What the task requires
The word to find is "collecting". Copy each line of the material that contains it.

-=-=-

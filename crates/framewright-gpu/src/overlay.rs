//! Debug overlay drawn on top of each frame.

use ash::vk;

/// Immediate-mode UI layer driven by the frame engine.
///
/// Per frame the engine calls `new_frame` after a successful acquire,
/// `end_frame` once the application has drawn, and `render` inside a
/// load-op rendering scope on the acquired image.
pub trait DebugOverlay {
    /// Start collecting widgets for a new frame.
    fn new_frame(&mut self);

    /// Stop collecting widgets. Calling it twice is harmless.
    fn end_frame(&mut self);

    /// Record draw commands for the collected widgets into `cmd`.
    fn render(&mut self, cmd: vk::CommandBuffer);
}

/// No overlay.
impl DebugOverlay for () {
    fn new_frame(&mut self) {}

    fn end_frame(&mut self) {}

    fn render(&mut self, _cmd: vk::CommandBuffer) {}
}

-=-=-

Answer for the task
    /// Start collecting widgets for a new frame.
    /// Stop collecting widgets. Calling it twice is harmless.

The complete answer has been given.